TÜİK verilerine göre, devletin eğitim harcamalarının milli gelir (GSYH) içindeki payı 2019 yılında yüzde 4,4 iken, 2020 yılında yüzde 4’e gerilediğine değinen Kurul, 2011 yılında hane halkının yaptığı eğitim harcamaları toplamı 13 milyar 782 milyon TL iken, 2020 sonu itibariyle bu rakam yaklaşık dört kat artarak 54 milyar 754 milyon TL’ye yükseldiğini söyledi.
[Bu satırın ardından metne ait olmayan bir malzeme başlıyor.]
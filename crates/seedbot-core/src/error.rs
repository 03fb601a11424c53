//! Error types for configuration and host queries.

use thiserror::Error;

/// Errors raised while loading configuration or querying the host.
#[derive(Error, Debug)]
pub enum CoreError {
    /// A required environment variable is not set.
    #[error("{0} not set")]
    MissingEnv(&'static str),

    /// An environment variable is set but cannot be used.
    #[error("invalid value for {name}: {reason}")]
    InvalidEnv { name: &'static str, reason: String },

    /// The status command or a system query failed.
    #[error("host query failed: {0}")]
    HostQuery(String),
}

/// Result type alias for core operations.
pub type Result<T> = std::result::Result<T, CoreError>;
//! Telegram remote control for a Transmission download box.
//!
//! One authorized chat can list, pause, resume and add torrents, check the
//! host's load, memory and disk usage, and gets a message whenever a
//! download finishes.
//!
//! # Environment Variables
//!
//! Required:
//! - `TG_BOT_TOKEN`: Bot token from @BotFather
//! - `AUTHORIZED_CHAT_ID`: The chat allowed to control the bot
//!
//! Optional:
//! - `TRANSMISSION_HOST`, `TRANSMISSION_PORT`: Daemon address (default localhost:9091)
//! - `NOTIFY_INTERVAL_SECS`: Finished-download poll period (default 30)
//!
//! # Commands
//!
//! - `/start` - Greeting
//! - `/help` - Show available commands
//! - `/ping` - Liveness check
//! - `/status` - Load, memory, uptime and disk usage
//! - `/torrents` - List up to ten torrents
//! - `/pause <id>`, `/resume <id>` - Stop or start a torrent
//! - `/add <magnet>` - Add a torrent from a magnet link

pub mod bot;
pub mod commands;
pub mod error;
pub mod handlers;
pub mod messenger;
pub mod notifier;

pub use bot::TorrentBot;
pub use commands::{parse_commands, Command};
pub use error::{Result, TelegramError};
pub use handlers::CommandHandler;
pub use messenger::Messenger;
pub use notifier::{FinishedNotifier, PollOutcome};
‘İLKOKUL ÖĞRENCİLERİ CAMİYE GÖTÜRÜLDÜ’

Çeşitli cemaatlere bağlı okullar, yurtlar, kreşler ve Kuran kurslarının açılması, okul öncesi ve ilkokul çağındaki çocukların toplu olarak camiye götürülmesi gibi uygulamaların bu dönemde de devam ettiğini kaydeden Kurul, çok sayıda okulda yöneticilerin öğrencileri dini içerikli dersleri seçmeleri yönünde zorlanmaya çalıştıklarını söyledi. “MEB kimi zaman çeşitli protokoller, kimi zaman da fiili olarak okul kapılarını hem özel sektöre, hem de dini vakıf ve derneklere açmaktan derhal vazgeçmelidir” diyen Kurul, eğitim alanının dini vakıf ve derneklerin temel faaliyet alanı haline getirilmesine son verilmesi, eğitimin laik, bilimsel ve kamusal niteliği güçlendirilmesi çağrısında bulundu.
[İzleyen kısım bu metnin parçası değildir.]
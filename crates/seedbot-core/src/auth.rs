//! Single-identity authorization.

/// Decides whether an inbound message comes from the one chat allowed to
/// control the bot.
#[derive(Debug, Clone, Copy, PartialEq, Eq)]
pub struct AuthGuard {
    authorized_chat_id: i64,
}

impl AuthGuard {
    /// Create a guard for the given chat.
    pub fn new(authorized_chat_id: i64) -> Self {
        Self { authorized_chat_id }
    }

    /// True iff `sender` is the authorized chat.
    pub fn is_authorized(&self, sender: i64) -> bool {
        sender == self.authorized_chat_id
    }

    /// The chat that receives notifications.
    pub fn authorized_chat_id(&self) -> i64 {
        self.authorized_chat_id
    }
}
'ÖĞRETMEN STATÜSÜNE UYGUN KANUN'

Raporda öğretmenlik meslek kanununa da değinen Kurul, “Mevcut teklifte sözleşmeli kadrolu ayrımı kalkmadığı gibi, sözleşmeli öğretmenlere sadece ‘sağlık ve can güvenliği’ durumunda tayin hakkı tanınmış, eşi özel sektörde çalışan sözleşmeli öğretmenlere tayin hakkı verilmemiştir. Siyasi iktidar eğer bir meslek kanunu yapmakta samimi ise yapması gereken tek şey, öğretmenlik mesleği açısından uluslararası düzeyde kabul gören en önemli belge olan ‘Öğretmenlerin Statüsüne İlişkin Tavsiye Kararı’na uygun bir düzenleme yapmaktır” diye belirtti.

‘104 BİN 643 RET’

60’ı aşkın KHK’linin yaşadıkları haksızlığa dayanamayarak intihar ettiğini kaydeden Kurul, “685 sayılı KHK ile 23 Ocak 2017 tarihinde kurulan OHAL İşlemleri İnceleme Komisyonu, 30 Aralık 2021 tarihinde yaptığı son açıklamaya göre, 126 bin 783 başvurunun 16 bin 60’ına ‘kabul’, 104 bin 643’üne ise ‘ret’ kararı vermiştir. Komisyonun sonucunu açıklamadığı toplam 6 bin 80 başvuru bulunmaktadır. Kuşkusuz OHAL Komisyonu’nun kendisini mahkemelerin yerine koyarak karar vermesi hukuksuzdur ve bu şekilde verilen kararların kabul edilmesi mümkün değildir” dedi.

‘MÜCADELEYİ SÜRDÜRECEĞİZ’

Kurul raporun sonucunda şunları aktardı: “Eğitim sisteminde yaşanan sorunların ülkedeki ekonomik, toplumsal ve siyasal alanda yaşanan gelişmelerden ayrı ve bağımsız olmadığı açıktır. Eğitim-Sen, her geçen gün daha fazla piyasa ilişkileri içine çekilen, okul öncesinden üniversiteye kadar bilimin ve laikliğin değil milliyetçiliğin, ayrımcılığın ve inanç sömürüsünün referans alındığı bir eğitim sistemine karşı kamusal, bilimsel, demokratik, laik ve anadilinde eğitim hakkı için mücadelesini kesintisiz sürdürmeye kararlıdır.”